(RECORDS)

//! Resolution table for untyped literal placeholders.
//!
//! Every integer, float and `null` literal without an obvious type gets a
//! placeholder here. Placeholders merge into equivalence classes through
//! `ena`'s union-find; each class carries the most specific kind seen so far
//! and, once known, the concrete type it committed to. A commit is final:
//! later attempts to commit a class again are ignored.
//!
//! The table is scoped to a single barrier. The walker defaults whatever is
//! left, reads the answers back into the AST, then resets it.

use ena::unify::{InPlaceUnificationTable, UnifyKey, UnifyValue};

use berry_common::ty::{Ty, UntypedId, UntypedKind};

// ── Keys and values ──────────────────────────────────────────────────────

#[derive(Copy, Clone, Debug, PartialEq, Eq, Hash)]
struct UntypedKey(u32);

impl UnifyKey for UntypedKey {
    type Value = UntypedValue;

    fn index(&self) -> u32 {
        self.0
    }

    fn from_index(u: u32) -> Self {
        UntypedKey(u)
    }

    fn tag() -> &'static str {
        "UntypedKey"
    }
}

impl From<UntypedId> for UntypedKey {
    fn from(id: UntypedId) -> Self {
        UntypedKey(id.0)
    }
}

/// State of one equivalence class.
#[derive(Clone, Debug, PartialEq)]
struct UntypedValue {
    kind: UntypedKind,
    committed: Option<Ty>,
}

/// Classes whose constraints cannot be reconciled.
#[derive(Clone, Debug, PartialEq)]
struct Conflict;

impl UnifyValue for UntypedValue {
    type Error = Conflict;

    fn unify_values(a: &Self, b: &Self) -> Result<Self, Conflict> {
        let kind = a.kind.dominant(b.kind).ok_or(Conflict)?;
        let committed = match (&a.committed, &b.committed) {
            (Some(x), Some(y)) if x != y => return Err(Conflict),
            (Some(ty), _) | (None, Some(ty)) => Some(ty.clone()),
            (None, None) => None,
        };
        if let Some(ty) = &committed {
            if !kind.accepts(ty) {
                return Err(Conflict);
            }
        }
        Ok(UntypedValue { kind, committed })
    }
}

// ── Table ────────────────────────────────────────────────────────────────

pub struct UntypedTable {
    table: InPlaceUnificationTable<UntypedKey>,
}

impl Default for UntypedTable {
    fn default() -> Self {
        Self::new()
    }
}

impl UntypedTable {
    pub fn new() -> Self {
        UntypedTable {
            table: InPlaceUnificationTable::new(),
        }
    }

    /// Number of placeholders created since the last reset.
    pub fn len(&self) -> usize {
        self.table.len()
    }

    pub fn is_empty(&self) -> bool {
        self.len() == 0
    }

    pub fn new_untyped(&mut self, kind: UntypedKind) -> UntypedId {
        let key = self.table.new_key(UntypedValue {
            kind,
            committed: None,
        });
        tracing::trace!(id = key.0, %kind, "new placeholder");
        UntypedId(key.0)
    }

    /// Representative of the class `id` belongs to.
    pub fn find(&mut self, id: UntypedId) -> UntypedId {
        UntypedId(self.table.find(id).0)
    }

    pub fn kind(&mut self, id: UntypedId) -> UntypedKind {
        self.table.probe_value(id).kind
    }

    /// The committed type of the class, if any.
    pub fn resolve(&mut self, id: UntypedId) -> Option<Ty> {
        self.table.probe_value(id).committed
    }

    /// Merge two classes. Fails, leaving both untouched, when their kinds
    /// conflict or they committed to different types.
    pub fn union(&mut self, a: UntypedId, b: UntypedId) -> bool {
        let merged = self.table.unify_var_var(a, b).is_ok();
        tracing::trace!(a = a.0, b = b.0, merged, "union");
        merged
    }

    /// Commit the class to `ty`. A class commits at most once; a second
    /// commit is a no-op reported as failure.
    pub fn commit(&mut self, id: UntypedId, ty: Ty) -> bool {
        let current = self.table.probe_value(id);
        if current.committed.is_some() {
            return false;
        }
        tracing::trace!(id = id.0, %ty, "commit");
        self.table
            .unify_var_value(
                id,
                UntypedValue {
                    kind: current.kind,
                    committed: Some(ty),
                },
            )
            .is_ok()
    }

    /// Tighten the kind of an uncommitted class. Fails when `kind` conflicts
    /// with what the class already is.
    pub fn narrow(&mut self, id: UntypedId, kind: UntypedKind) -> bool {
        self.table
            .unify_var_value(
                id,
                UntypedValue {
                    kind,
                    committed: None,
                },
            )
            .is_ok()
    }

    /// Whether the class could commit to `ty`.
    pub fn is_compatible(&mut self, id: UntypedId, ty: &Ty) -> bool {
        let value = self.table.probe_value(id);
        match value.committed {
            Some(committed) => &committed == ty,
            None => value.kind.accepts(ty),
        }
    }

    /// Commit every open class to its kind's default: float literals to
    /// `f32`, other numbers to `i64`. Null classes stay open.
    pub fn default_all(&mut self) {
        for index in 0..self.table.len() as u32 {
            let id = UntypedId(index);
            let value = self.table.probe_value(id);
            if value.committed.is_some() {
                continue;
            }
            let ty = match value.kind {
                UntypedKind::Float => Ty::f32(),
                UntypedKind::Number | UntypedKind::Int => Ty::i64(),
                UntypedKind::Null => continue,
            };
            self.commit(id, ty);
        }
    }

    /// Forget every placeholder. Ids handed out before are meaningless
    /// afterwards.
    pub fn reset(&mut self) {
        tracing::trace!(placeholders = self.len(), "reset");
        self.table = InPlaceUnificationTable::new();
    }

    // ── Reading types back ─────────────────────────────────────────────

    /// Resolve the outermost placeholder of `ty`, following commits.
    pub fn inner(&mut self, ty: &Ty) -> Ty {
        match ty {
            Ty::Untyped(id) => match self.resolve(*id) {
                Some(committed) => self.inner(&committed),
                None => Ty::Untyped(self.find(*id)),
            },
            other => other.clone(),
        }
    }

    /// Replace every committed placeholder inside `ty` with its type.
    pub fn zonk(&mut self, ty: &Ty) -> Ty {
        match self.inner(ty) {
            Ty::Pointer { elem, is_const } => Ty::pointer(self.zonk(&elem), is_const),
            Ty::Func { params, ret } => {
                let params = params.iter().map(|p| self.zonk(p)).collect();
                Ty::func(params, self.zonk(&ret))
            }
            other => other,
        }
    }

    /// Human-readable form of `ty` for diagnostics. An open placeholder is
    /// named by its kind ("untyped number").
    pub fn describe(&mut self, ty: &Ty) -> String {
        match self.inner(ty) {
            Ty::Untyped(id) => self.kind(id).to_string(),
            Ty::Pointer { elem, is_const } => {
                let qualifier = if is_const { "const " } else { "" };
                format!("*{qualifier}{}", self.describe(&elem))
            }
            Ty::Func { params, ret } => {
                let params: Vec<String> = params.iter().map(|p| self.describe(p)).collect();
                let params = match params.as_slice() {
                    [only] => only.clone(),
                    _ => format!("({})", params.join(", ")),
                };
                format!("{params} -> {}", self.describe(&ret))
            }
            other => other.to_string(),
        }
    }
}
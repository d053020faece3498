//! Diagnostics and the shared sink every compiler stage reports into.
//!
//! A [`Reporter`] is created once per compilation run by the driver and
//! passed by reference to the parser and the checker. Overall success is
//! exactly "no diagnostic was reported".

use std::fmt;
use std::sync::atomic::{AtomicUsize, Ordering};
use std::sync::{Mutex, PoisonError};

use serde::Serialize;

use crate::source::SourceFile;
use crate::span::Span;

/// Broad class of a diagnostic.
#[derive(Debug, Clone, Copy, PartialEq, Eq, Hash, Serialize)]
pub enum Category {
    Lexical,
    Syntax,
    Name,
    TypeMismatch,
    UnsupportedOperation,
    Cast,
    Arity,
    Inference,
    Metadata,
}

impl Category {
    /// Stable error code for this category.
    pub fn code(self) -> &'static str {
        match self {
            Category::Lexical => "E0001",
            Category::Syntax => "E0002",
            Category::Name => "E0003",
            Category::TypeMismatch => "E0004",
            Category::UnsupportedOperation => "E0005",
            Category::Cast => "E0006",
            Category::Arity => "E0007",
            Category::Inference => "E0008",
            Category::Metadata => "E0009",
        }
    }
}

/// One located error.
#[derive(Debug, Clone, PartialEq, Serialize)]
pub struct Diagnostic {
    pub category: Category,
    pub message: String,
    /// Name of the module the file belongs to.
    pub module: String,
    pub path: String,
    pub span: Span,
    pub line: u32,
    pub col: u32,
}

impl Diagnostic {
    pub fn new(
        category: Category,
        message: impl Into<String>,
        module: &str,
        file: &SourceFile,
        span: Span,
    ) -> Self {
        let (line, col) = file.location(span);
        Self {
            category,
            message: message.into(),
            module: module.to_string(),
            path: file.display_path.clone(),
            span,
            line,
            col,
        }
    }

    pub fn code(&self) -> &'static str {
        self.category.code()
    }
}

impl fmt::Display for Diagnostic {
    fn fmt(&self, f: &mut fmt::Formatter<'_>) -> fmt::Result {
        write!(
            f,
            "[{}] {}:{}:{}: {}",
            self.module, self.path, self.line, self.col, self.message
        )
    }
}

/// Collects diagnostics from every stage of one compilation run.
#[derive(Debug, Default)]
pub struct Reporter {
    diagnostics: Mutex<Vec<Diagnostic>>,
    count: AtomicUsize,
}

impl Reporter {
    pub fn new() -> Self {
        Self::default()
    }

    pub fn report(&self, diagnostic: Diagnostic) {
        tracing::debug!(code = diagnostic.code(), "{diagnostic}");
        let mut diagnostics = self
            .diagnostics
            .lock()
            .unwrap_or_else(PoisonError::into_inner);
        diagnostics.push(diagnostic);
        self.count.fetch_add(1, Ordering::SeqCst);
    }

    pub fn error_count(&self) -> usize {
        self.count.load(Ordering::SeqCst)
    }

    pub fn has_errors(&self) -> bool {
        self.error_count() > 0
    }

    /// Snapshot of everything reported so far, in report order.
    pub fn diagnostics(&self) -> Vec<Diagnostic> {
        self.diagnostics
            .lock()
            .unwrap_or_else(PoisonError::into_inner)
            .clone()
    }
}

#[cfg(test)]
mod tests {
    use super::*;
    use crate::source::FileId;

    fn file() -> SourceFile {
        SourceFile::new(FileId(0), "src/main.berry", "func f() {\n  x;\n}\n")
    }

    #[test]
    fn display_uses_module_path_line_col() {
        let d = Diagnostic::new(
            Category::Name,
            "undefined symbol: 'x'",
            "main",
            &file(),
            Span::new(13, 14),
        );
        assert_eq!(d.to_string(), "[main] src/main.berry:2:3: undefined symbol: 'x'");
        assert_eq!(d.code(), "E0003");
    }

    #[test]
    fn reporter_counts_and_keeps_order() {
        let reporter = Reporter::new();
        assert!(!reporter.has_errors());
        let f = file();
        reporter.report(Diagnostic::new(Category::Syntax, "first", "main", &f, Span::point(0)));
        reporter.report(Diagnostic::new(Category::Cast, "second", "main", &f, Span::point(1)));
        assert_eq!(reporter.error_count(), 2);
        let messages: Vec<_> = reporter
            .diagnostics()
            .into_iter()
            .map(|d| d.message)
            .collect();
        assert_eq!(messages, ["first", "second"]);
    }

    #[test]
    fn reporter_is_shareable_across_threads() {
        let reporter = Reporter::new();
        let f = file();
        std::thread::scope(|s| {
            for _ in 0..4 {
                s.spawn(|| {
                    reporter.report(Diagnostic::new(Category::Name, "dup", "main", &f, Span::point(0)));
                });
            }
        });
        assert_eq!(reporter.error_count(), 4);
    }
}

(End RECORDS)

YOUR OBJECTIVE:
Going through the listing above, copy out every line that has the string "FileId".

TASK OUTPUT:
    use crate::source::FileId;
        SourceFile::new(FileId(0), "src/main.berry", "func f() {\n  x;\n}\n")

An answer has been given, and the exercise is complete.